*Work task*
Reproduce only what lies between the first line of the material below and the line containing "out.push(ch);", with both of those lines included and every line kept exact.

*Material provided*

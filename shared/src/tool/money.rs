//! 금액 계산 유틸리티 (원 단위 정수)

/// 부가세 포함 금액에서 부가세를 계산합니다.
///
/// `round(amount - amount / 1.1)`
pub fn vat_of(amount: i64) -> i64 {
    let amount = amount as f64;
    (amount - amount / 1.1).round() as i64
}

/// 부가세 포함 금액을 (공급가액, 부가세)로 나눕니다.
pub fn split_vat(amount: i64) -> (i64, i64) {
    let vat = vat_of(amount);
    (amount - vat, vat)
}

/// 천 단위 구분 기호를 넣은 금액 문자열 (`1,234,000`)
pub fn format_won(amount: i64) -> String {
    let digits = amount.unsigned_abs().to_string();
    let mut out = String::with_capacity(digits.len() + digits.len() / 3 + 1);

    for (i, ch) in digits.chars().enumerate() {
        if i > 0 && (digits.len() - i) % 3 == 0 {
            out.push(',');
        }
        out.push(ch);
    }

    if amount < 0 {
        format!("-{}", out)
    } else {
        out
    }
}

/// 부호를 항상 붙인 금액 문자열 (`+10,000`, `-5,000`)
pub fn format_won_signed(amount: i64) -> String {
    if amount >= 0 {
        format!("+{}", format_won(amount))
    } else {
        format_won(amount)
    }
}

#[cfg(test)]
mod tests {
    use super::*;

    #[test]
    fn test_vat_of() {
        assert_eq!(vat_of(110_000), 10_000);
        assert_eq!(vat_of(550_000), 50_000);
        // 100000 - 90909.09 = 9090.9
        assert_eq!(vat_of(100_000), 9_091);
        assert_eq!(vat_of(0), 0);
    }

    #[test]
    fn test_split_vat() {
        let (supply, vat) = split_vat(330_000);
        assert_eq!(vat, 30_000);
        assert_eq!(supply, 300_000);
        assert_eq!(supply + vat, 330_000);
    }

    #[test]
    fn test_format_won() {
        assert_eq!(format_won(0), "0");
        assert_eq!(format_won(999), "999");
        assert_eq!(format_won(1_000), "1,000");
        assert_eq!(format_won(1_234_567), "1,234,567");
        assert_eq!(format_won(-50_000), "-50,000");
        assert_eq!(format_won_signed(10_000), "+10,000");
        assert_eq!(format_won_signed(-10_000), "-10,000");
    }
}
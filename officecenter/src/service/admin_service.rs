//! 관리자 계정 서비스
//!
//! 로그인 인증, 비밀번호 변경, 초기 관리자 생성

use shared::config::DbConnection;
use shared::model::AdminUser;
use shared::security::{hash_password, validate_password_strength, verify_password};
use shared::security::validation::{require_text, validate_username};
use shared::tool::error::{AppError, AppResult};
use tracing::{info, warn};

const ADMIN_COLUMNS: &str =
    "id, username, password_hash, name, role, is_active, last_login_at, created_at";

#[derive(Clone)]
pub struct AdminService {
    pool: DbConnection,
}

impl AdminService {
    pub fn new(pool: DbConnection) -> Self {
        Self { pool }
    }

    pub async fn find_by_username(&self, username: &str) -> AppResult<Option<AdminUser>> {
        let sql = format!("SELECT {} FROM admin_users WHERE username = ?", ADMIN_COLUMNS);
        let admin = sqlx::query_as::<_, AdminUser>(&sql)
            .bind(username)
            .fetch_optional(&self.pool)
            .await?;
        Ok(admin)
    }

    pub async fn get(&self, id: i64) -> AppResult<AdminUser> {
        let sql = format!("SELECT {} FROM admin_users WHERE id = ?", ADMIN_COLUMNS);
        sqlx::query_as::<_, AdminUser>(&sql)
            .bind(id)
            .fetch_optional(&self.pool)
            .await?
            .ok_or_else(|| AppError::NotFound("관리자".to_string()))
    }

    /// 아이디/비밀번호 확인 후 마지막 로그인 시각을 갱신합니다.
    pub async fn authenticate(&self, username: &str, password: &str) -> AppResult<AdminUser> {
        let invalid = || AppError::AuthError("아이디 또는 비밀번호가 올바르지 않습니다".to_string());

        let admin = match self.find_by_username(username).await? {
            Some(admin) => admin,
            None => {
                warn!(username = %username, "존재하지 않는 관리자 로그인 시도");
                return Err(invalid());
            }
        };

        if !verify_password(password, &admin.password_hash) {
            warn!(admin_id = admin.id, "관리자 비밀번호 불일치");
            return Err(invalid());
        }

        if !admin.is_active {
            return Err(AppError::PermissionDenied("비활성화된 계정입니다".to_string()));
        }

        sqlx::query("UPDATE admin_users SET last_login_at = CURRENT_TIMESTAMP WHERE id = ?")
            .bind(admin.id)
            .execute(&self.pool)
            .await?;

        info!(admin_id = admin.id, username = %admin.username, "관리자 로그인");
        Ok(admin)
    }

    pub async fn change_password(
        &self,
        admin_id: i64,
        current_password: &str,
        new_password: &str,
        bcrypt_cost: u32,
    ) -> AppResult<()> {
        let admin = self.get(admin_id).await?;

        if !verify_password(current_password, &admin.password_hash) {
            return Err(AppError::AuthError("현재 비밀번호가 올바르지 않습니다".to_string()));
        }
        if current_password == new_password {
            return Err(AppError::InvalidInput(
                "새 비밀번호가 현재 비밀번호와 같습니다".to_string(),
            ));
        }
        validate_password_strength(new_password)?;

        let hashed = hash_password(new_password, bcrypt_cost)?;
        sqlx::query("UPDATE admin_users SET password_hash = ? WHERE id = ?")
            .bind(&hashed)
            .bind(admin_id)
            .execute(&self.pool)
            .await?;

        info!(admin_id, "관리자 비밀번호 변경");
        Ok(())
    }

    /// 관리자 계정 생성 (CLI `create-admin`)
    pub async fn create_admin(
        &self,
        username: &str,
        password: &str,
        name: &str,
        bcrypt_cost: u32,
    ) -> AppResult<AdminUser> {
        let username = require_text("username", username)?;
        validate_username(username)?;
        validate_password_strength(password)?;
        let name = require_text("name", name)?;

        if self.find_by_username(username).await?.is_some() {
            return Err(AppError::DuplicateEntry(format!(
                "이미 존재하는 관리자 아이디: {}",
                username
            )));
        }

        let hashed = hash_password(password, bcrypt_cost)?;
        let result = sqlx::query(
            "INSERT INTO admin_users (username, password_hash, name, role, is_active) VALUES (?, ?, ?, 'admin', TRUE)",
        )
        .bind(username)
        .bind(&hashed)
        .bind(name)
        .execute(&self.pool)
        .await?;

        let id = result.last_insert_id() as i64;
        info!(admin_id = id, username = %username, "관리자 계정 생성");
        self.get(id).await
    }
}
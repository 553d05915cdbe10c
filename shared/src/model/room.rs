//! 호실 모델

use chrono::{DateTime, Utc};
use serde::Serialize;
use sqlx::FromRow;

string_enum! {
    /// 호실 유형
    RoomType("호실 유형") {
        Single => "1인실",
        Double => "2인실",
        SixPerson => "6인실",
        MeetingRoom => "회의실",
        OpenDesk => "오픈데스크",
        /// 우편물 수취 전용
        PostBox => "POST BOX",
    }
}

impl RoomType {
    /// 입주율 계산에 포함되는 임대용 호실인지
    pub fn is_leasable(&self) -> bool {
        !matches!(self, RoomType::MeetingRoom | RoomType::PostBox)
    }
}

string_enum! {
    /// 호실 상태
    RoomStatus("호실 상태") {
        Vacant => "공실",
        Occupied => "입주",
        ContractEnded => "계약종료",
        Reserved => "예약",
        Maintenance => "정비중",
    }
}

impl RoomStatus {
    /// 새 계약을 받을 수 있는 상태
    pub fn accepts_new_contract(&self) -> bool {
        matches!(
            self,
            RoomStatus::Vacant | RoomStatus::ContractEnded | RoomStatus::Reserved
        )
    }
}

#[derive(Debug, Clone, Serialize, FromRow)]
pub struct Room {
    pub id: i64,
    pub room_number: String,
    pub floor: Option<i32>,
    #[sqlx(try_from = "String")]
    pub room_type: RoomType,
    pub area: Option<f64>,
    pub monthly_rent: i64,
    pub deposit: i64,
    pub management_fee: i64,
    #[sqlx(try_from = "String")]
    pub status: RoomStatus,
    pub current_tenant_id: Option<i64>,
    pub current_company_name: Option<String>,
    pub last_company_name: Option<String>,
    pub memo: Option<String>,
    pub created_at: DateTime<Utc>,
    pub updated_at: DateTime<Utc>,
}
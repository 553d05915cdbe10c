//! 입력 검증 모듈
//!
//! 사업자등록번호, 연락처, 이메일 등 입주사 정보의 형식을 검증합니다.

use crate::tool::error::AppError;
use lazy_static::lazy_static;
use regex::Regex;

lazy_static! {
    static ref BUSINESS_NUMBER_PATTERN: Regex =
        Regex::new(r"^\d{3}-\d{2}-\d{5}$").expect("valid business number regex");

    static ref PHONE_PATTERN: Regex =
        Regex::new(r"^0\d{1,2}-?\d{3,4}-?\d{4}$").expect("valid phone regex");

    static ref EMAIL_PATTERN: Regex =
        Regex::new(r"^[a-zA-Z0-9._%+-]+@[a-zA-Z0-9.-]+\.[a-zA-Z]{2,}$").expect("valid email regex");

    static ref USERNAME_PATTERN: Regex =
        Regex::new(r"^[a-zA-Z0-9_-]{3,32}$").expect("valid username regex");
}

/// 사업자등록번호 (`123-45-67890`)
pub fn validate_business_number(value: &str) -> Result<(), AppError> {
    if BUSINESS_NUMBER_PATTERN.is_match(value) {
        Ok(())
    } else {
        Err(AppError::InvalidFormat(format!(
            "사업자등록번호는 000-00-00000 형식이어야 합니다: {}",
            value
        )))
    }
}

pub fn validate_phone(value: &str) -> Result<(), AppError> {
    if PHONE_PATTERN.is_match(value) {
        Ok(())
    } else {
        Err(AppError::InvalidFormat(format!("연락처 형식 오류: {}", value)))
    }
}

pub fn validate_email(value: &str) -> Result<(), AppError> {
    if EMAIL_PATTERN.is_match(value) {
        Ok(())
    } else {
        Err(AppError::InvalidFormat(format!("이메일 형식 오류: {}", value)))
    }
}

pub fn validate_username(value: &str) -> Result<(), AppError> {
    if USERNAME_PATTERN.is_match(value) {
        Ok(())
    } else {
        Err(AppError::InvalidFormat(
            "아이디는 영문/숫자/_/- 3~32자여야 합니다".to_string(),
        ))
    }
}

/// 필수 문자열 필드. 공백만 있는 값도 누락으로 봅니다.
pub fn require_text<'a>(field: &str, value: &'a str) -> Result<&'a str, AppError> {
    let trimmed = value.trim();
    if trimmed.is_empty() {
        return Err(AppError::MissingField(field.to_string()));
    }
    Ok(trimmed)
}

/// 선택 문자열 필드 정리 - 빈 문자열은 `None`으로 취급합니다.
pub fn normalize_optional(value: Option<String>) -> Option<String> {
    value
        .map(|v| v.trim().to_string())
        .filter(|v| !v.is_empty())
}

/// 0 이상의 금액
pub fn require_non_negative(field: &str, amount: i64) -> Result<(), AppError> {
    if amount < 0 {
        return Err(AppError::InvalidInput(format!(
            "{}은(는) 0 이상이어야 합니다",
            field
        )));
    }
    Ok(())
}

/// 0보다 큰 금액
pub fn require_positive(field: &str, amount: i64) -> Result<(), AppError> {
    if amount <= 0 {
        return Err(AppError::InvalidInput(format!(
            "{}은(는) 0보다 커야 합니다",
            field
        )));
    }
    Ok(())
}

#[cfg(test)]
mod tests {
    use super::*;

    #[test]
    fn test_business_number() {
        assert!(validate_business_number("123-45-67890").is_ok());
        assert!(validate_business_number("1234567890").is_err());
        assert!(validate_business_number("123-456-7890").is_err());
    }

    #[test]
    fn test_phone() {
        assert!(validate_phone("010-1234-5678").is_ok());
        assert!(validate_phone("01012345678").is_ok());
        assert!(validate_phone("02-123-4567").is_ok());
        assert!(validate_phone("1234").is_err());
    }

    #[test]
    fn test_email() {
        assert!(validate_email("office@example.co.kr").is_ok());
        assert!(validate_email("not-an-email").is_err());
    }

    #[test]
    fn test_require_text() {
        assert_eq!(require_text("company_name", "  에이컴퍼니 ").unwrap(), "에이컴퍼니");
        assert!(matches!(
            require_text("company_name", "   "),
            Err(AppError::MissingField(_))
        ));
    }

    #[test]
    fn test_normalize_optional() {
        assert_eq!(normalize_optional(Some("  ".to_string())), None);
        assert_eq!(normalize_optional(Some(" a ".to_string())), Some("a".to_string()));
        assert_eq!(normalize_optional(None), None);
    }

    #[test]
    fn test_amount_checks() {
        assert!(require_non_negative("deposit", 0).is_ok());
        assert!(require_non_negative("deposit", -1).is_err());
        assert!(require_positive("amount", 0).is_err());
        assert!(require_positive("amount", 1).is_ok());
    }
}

*Finished exercise*
filename shared/src/tool/money.rs
//! 금액 계산 유틸리티 (원 단위 정수)

/// 부가세 포함 금액에서 부가세를 계산합니다.
///
/// `round(amount - amount / 1.1)`
pub fn vat_of(amount: i64) -> i64 {
    let amount = amount as f64;
    (amount - amount / 1.1).round() as i64
}

/// 부가세 포함 금액을 (공급가액, 부가세)로 나눕니다.
pub fn split_vat(amount: i64) -> (i64, i64) {
    let vat = vat_of(amount);
    (amount - vat, vat)
}

/// 천 단위 구분 기호를 넣은 금액 문자열 (`1,234,000`)
pub fn format_won(amount: i64) -> String {
    let digits = amount.unsigned_abs().to_string();
    let mut out = String::with_capacity(digits.len() + digits.len() / 3 + 1);

    for (i, ch) in digits.chars().enumerate() {
        if i > 0 && (digits.len() - i) % 3 == 0 {
            out.push(',');
        }
        out.push(ch);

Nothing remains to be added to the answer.